Duduga kuat melakukan kekerasan dalam rumah tangga, seorang pria berinisial THM warga Desa Lojejer, Kecamatan Wuluhan, Kamis siang ditangkap Unitreskrim Polsek Wuluhan. Tersangka nekat memukul istrinya sendiri berinisial SAS, lantaran sering bermain HP.
Kapolsek Wuluhan Iptu Solekhan Arif menceritakan, tersangka sering terlibat cekcok mulut dengan korban. Selain karena persoalan ekonomi tersangka sering memarahi korban karena sering bermain HP.

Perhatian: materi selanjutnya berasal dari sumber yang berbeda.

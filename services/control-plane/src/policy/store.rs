//! Policy storage

use std::collections::BTreeMap;
use std::sync::Arc;

use parking_lot::RwLock;

use super::{Policy, PolicyQuery, PolicySpec};
use crate::error::{Error, Result};

/// Persistent storage of policies of one kind.
#[async_trait::async_trait]
pub trait PolicyStore<S: PolicySpec>: std::fmt::Debug + Send + Sync {
    /// Store a new policy, returning its id
    async fn create(&self, policy: Policy<S>) -> Result<i64>;

    /// Look up a policy by id
    async fn get(&self, id: i64) -> Result<Option<Policy<S>>>;

    /// Look up a policy by name within a scope
    async fn get_by_name(&self, project_id: i64, name: &str) -> Result<Option<Policy<S>>>;

    /// List policies, returning the total number of matches and the requested page
    async fn list(&self, query: &PolicyQuery) -> Result<(usize, Vec<Policy<S>>)>;

    /// Replace a stored policy
    async fn update(&self, policy: Policy<S>) -> Result<()>;

    /// Delete a policy
    async fn delete(&self, id: i64) -> Result<()>;
}

#[derive(Debug)]
struct Policies<S> {
    next_id: i64,
    policies: BTreeMap<i64, Policy<S>>,
}

/// In-memory [PolicyStore]
#[derive(Debug)]
pub struct MemoryPolicyStore<S> {
    inner: Arc<RwLock<Policies<S>>>,
}

impl<S> Clone for MemoryPolicyStore<S> {
    fn clone(&self) -> Self {
        Self {
            inner: self.inner.clone(),
        }
    }
}

impl<S> Default for MemoryPolicyStore<S> {
    fn default() -> Self {
        Self {
            inner: Arc::new(RwLock::new(Policies {
                next_id: 0,
                policies: BTreeMap::new(),
            })),
        }
    }
}

impl<S> MemoryPolicyStore<S> {
    /// Create an empty store
    pub fn new() -> Self {
        Self::default()
    }
}

#[async_trait::async_trait]
impl<S: PolicySpec> PolicyStore<S> for MemoryPolicyStore<S> {
    async fn create(&self, mut policy: Policy<S>) -> Result<i64> {
        let mut inner = self.inner.write();
        inner.next_id += 1;
        policy.id = inner.next_id;
        inner.policies.insert(policy.id, policy);
        Ok(inner.next_id)
    }

    async fn get(&self, id: i64) -> Result<Option<Policy<S>>> {
        Ok(self.inner.read().policies.get(&id).cloned())
    }

    async fn get_by_name(&self, project_id: i64, name: &str) -> Result<Option<Policy<S>>> {
        Ok(self
            .inner
            .read()
            .policies
            .values()
            .find(|p| p.project_id == project_id && p.name == name)
            .cloned())
    }

    async fn list(&self, query: &PolicyQuery) -> Result<(usize, Vec<Policy<S>>)> {
        let matching: Vec<Policy<S>> = self
            .inner
            .read()
            .policies
            .values()
            .filter(|p| query.project_id.is_none_or(|pid| p.project_id == pid))
            .filter(|p| {
                query
                    .name
                    .as_deref()
                    .is_none_or(|name| p.name.contains(name))
            })
            .cloned()
            .collect();

        let total = matching.len();
        Ok((total, query.pagination.apply(matching)))
    }

    async fn update(&self, policy: Policy<S>) -> Result<()> {
        let mut inner = self.inner.write();
        match inner.policies.get_mut(&policy.id) {
            Some(slot) => {
                *slot = policy;
                Ok(())
            }
            None => Err(Error::NotFound(format!(
                "{} policy {} not found",
                S::KIND,
                policy.id
            ))),
        }
    }

    async fn delete(&self, id: i64) -> Result<()> {
        self.inner
            .write()
            .policies
            .remove(&id)
            .map(|_| ())
            .ok_or_else(|| Error::NotFound(format!("{} policy {id} not found", S::KIND)))
    }
}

Selasa 12 Oktober 2021, tersangka kembali terlibat cekcok soal hp dengan korban. Kali ini tersangka mulai curiga dan menuduh korban sering bermain HP karena memiliki pria idaman lain. Saat ditegur, korban merasa tidak terima hingga akhirnya mereka kembali terlibat cekcok. Tersangka meminta agar korban melihat tiga putranya yang juga membutuhkan perhatian seorang ibu.
Kali ini tersangka yang tidak bisa mengendalikan emosi langsung memukul wajah korban dengan tangan kosong. Tidak cukup sampai di situ tersangka juga melempar kuris ke arah korban. Atas kejadian itu besok harinya korban melaporkan suaminya sendiri ke Polsek Wuluhan.
Dengan pertimbangan tersangka sudah menjalin rumah tangga dengan korban selama 14 tahun dan dikaruniai tiga anak, akhirnya penyidik melakukan upaya mediasi agar kasus ini diselesaikan secara kekeluargaan. Namun karena mediasi berkali-kali selalu gagal dan korban tetap meminta suaminya diproses hukum, akhirnya polisi menangkap tersangka.
Tersangka dijerat Pasal 44 ayat 1 UU RI Nomor 23 tahun 2004 tentang penghapusan kekerasan dalam rumah tangga, dengan ancaman lima tahun penjara.